[RECORDS FOR THIS TASK]
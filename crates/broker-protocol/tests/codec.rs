// crates/broker-protocol/tests/codec.rs
//
// Line-level parsing and formatting for requests and replies.

use broker_core::{ErrorKind, OrderId, OrderStatus, Side};
use broker_protocol::{
    format_reply, format_request, parse_reply_line, parse_request_line, BalanceLine,
    OrderLine, ParseError, Reply, Request,
};
use chrono::{TimeZone, Utc};
use rust_decimal_macros::dec;

#[test]
fn blank_and_comment_lines_are_skipped() {
    assert_eq!(parse_request_line("").unwrap(), None);
    assert_eq!(parse_request_line("   ").unwrap(), None);
    assert_eq!(parse_request_line("# setup").unwrap(), None);
}

#[test]
fn parses_new_order_with_whitespace() {
    let req = parse_request_line("N, admin ,alice, AAPL , B, 10.5, 3")
        .unwrap()
        .unwrap();
    assert_eq!(
        req,
        Request::CreateOrder {
            actor: "admin".into(),
            customer: "alice".into(),
            asset: "AAPL".into(),
            side: Side::Buy,
            price: dec!(10.5),
            size: dec!(3),
        }
    );
    assert_eq!(req.actor(), Some("admin"));
}

#[test]
fn register_has_no_actor() {
    let req = parse_request_line("R, alice, pw").unwrap().unwrap();
    assert_eq!(req.actor(), None);
}

#[test]
fn list_orders_absent_fields_become_none() {
    let req = parse_request_line("O, alice, alice, -, -, -, -")
        .unwrap()
        .unwrap();
    match req {
        Request::ListOrders { filter, .. } => {
            assert!(filter.side.is_none());
            assert!(filter.asset_name.is_none());
            assert!(filter.min_date.is_none());
            assert!(filter.max_date.is_none());
        }
        other => panic!("unexpected request {:?}", other),
    }
}

#[test]
fn list_orders_parses_filter() {
    let req = parse_request_line(
        "O, alice, alice, S, AAPL, 2024-01-01T00:00:00Z, 2024-12-31T23:59:59+03:00",
    )
    .unwrap()
    .unwrap();
    match req {
        Request::ListOrders { filter, .. } => {
            assert_eq!(filter.side, Some(Side::Sell));
            assert_eq!(filter.asset_name.as_deref(), Some("AAPL"));
            assert_eq!(
                filter.min_date,
                Some(Utc.with_ymd_and_hms(2024, 1, 1, 0, 0, 0).unwrap())
            );
            assert_eq!(
                filter.max_date,
                Some(Utc.with_ymd_and_hms(2024, 12, 31, 20, 59, 59).unwrap())
            );
        }
        other => panic!("unexpected request {:?}", other),
    }
}

#[test]
fn rejects_malformed_lines() {
    assert_eq!(
        parse_request_line("Z, 1, 2"),
        Err(ParseError::UnknownCommand("Z".into()))
    );
    assert_eq!(
        parse_request_line("X, alice"),
        Err(ParseError::FieldCount {
            command: "X".into(),
            expected: 3,
            got: 2,
        })
    );
    assert!(matches!(
        parse_request_line("X, alice, seven"),
        Err(ParseError::InvalidField { field: "orderId", .. })
    ));
    assert!(matches!(
        parse_request_line("N, a, a, X, Q, 1, 1"),
        Err(ParseError::InvalidField { field: "side", .. })
    ));
    assert!(matches!(
        parse_request_line("D, a, a, lots"),
        Err(ParseError::InvalidField { field: "amount", .. })
    ));
    assert!(matches!(
        parse_request_line("D, -, a, 10"),
        Err(ParseError::InvalidField { field: "actor", .. })
    ));
    assert!(matches!(
        parse_request_line("O, a, a, -, -, yesterday, -"),
        Err(ParseError::InvalidField { field: "minDate", .. })
    ));
}

#[test]
fn formatted_requests_parse_back() {
    let lines = [
        "R, alice, pw",
        "D, admin, alice, 100.25",
        "W, alice, alice, 5, TR330006100519786457841326",
        "N, alice, alice, AAPL, S, 3, 7",
        "O, admin, alice, B, -, -, 2024-05-01T10:00:00Z",
        "X, alice, 4",
        "M, admin, 4",
        "B, alice, alice, -",
    ];
    for line in lines {
        let req = parse_request_line(line).unwrap().unwrap();
        assert_eq!(format_request(&req), line);
    }
}

#[test]
fn formats_order_reply() {
    let reply = Reply::Order(OrderLine {
        id: OrderId(12),
        customer: "alice".into(),
        asset: "AAPL".into(),
        side: Side::Sell,
        price: dec!(10.500),
        size: dec!(2),
        status: OrderStatus::Matched,
        created_at: Utc.with_ymd_and_hms(2024, 3, 1, 9, 30, 0).unwrap(),
    });
    let line = format_reply(&reply);
    assert_eq!(
        line,
        "ORD, 12, alice, AAPL, S, 10.5, 2, MATCHED, 2024-03-01T09:30:00Z"
    );
    assert_eq!(parse_reply_line(&line).unwrap(), reply);
}

#[test]
fn formats_balance_and_end() {
    let bal = Reply::Balance(BalanceLine {
        customer: "bob".into(),
        asset: "TRY".into(),
        size: dec!(100.00),
        usable_size: dec!(40),
    });
    assert_eq!(format_reply(&bal), "BAL, bob, TRY, 100, 40");
    assert_eq!(format_reply(&Reply::End(3)), "END, 3");
    assert_eq!(parse_reply_line("END, 3").unwrap(), Reply::End(3));
}

#[test]
fn error_reply_keeps_commas_in_message() {
    let line = "ERR, INSUFFICIENT_BALANCE, need 10, have 5";
    let reply = parse_reply_line(line).unwrap();
    assert_eq!(
        reply,
        Reply::Error {
            kind: ErrorKind::InsufficientBalance,
            message: "need 10, have 5".into(),
        }
    );
    assert!(reply.is_error());
    assert_eq!(format_reply(&reply), line);
}

#[test]
fn unknown_error_kind_is_rejected() {
    assert!(matches!(
        parse_reply_line("ERR, BOOM, oops"),
        Err(ParseError::InvalidField { field: "error kind", .. })
    ));
}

[ASSIGNMENT] From the first line of the data above to the line holding "use rust_decimal_macros::dec;", reproduce each line exactly; emit no other lines.

[TASK RESULT]
filename crates/broker-protocol/tests/codec.rs
// crates/broker-protocol/tests/codec.rs
//
// Line-level parsing and formatting for requests and replies.

use broker_core::{ErrorKind, OrderId, OrderStatus, Side};
use broker_protocol::{
    format_reply, format_request, parse_reply_line, parse_request_line, BalanceLine,
    OrderLine, ParseError, Reply, Request,
};
use chrono::{TimeZone, Utc};
use rust_decimal_macros::dec;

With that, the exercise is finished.